San Diego Doctor ‘Absolutely Certain' Electric Scooter Death Imminent

A San Diego doctor is “absolutely certain” it is only a matter of time before someone dies in an accident involving the latest urban transportation trend: shared electric scooters.

“Injuries are coming in fast and furious,” Dr. Michael Sise told The Washington Post. He’s the chief of medical staff at Scripps Mercy Hospital in San Diego. He said his team saw four severe scooter injuries last week.

“It’s just a matter of time before someone is killed. I’m absolutely certain of it,” Sise told the newspaper, which surveyed emergency-room physicians in seven cities where doctors reported spikes in severe accidents after the devices launched on their streets.

A spokesman for Scripps Mercy Hospital said, so far, only anecdotal evidence is available on the rise in injuries, ranging from broken wrists and feet to serious head trauma.

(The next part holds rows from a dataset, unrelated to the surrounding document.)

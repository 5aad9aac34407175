//! Serializable tree snapshots
//!
//! Provides [`TreeSnapshot`] and [`NodeSnapshot`], an owned, order-preserving
//! description of a tree. Hosts build the initial [`ConfigTree`] from a
//! snapshot; tests and tools compare snapshots to check structural equality.

use crate::path::NodePath;
use crate::tree::{ConfigTree, NodeId, TreeError, COMPATIBLE};
use crate::value::PropValue;
use indexmap::IndexMap;
use serde::{Deserialize, Serialize};

/// Owned description of one node and its subtree
///
/// Equality is order-sensitive for both properties and children.
#[derive(Debug, Clone, Default, Eq, Serialize, Deserialize)]
pub struct NodeSnapshot {
    /// Node name (empty for the root)
    #[serde(default)]
    pub name: String,

    /// Properties in order
    #[serde(default, skip_serializing_if = "IndexMap::is_empty")]
    pub properties: IndexMap<String, PropValue>,

    /// Children in order
    #[serde(default, skip_serializing_if = "Vec::is_empty")]
    pub children: Vec<NodeSnapshot>,
}

impl PartialEq for NodeSnapshot {
    fn eq(&self, other: &Self) -> bool {
        self.name == other.name
            && self.properties.iter().eq(other.properties.iter())
            && self.children == other.children
    }
}

impl NodeSnapshot {
    /// Create an empty node
    #[inline]
    #[must_use]
    pub fn new(name: impl Into<String>) -> Self {
        Self {
            name: name.into(),
            ..Self::default()
        }
    }

    /// With a property
    #[must_use]
    pub fn with_property(mut self, name: impl Into<String>, value: impl Into<PropValue>) -> Self {
        self.properties.insert(name.into(), value.into());
        self
    }

    /// With a string property
    #[must_use]
    pub fn with_string(self, name: impl Into<String>, value: &str) -> Self {
        self.with_property(name, PropValue::string(value))
    }

    /// With an empty (boolean) property
    #[must_use]
    pub fn with_flag(self, name: impl Into<String>) -> Self {
        self.with_property(name, PropValue::empty())
    }

    /// With a `compatible` string list
    #[must_use]
    pub fn with_compatible<I, S>(self, tags: I) -> Self
    where
        I: IntoIterator<Item = S>,
        S: AsRef<str>,
    {
        self.with_property(COMPATIBLE, PropValue::string_list(tags))
    }

    /// With a child node
    #[must_use]
    pub fn with_child(mut self, child: NodeSnapshot) -> Self {
        self.children.push(child);
        self
    }

    /// Direct child by name
    #[must_use]
    pub fn child(&self, name: &str) -> Option<&NodeSnapshot> {
        self.children.iter().find(|c| c.name == name)
    }

    /// Descend along a path relative to this node
    #[must_use]
    pub fn at(&self, path: &NodePath) -> Option<&NodeSnapshot> {
        path.iter().try_fold(self, |node, seg| node.child(seg))
    }

    fn capture(tree: &ConfigTree, id: NodeId) -> Self {
        let Some(node) = tree.node(id) else {
            return Self::default();
        };
        Self {
            name: node.name().to_string(),
            properties: node
                .properties()
                .iter()
                .map(|p| (p.name().to_string(), p.value().clone()))
                .collect(),
            children: node
                .children()
                .iter()
                .map(|c| Self::capture(tree, *c))
                .collect(),
        }
    }

    fn build_into(&self, tree: &mut ConfigTree, id: NodeId) -> Result<(), TreeError> {
        for (name, value) in &self.properties {
            tree.add_property(id, name, value.clone())?;
        }
        for child in &self.children {
            let child_id = tree.insert_child(id, &child.name)?;
            child.build_into(tree, child_id)?;
        }
        Ok(())
    }
}

/// Owned description of a whole tree
#[derive(Debug, Clone, Default, PartialEq, Eq, Serialize, Deserialize)]
pub struct TreeSnapshot {
    /// Root node
    pub root: NodeSnapshot,
}

impl TreeSnapshot {
    /// Wrap a root node description
    #[inline]
    #[must_use]
    pub fn new(root: NodeSnapshot) -> Self {
        Self { root }
    }

    /// Capture the attached part of a tree
    #[must_use]
    pub fn capture(tree: &ConfigTree) -> Self {
        Self {
            root: NodeSnapshot::capture(tree, tree.root()),
        }
    }

    /// Build a fresh tree
    ///
    /// # Errors
    /// Returns error on duplicate sibling names, duplicate properties or
    /// invalid names
    pub fn build(&self) -> Result<ConfigTree, TreeError> {
        let mut tree = ConfigTree::new();
        let root = tree.root();
        self.root.build_into(&mut tree, root)?;
        Ok(tree)
    }

    /// Node description at an absolute path
    #[must_use]
    pub fn at(&self, path: &NodePath) -> Option<&NodeSnapshot> {
        self.root.at(path)
    }

    /// Parse from JSON
    ///
    /// # Errors
    /// Returns error if JSON is invalid
    pub fn from_json(json: &str) -> Result<Self, SnapshotError> {
        serde_json::from_str(json).map_err(SnapshotError::Json)
    }

    /// Parse from YAML
    ///
    /// # Errors
    /// Returns error if YAML is invalid
    pub fn from_yaml(yaml: &str) -> Result<Self, SnapshotError> {
        serde_yaml::from_str(yaml).map_err(SnapshotError::Yaml)
    }

    /// Pretty JSON
    ///
    /// # Errors
    /// Returns error if serialization fails
    pub fn to_json_pretty(&self) -> Result<String, SnapshotError> {
        serde_json::to_string_pretty(self).map_err(SnapshotError::Json)
    }

    /// YAML
    ///
    /// # Errors
    /// Returns error if serialization fails
    pub fn to_yaml(&self) -> Result<String, SnapshotError> {
        serde_yaml::to_string(self).map_err(SnapshotError::Yaml)
    }
}

impl ConfigTree {
    /// Capture the attached part of the tree
    #[must_use]
    pub fn snapshot(&self) -> TreeSnapshot {
        TreeSnapshot::capture(self)
    }
}

/// Snapshot (de)serialization errors
#[derive(Debug, thiserror::Error)]
pub enum SnapshotError {
    /// JSON error
    #[error("invalid JSON: {0}")]
    Json(#[source] serde_json::Error),

    /// YAML error
    #[error("invalid YAML: {0}")]
    Yaml(#[source] serde_yaml::Error),
}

That’s why Dr. Sise and Scripps Mercy began tracking the data a few weeks ago. Currently, there are no government mandates to track scooter accidents, so no data exists.

NBC 7 has requested information on scooter accidents in San Diego for the months of June, July and August. The fire department does not track injury incidents by whether the patient was on a scooter or not, a spokeswoman said. Lifeguards just started tracking scooter incidents in March.  

In June, an electric scooter crash on the Mission Beach boardwalk left a mother and her 11-year-old daughter seriously injured. The girl suffered a ruptured spleen and a head injury.  

The accident happened just over a month after the San Diego City Council voted against an emergency ordinance that would have banned motorized scooters on the boardwalk.

In California, it is illegal to ride electric scooters on sidewalks, but many riders are unaware or ignore the law. State law also requires helmets, but many riders do not wear them.

One company, Bird, provides free helmets to customers who request one as an in-app option. The company says it has given away more than 40,000 free helmets to riders so far this year.

But, in San Diego, it is common to see people riding scooters without helmets.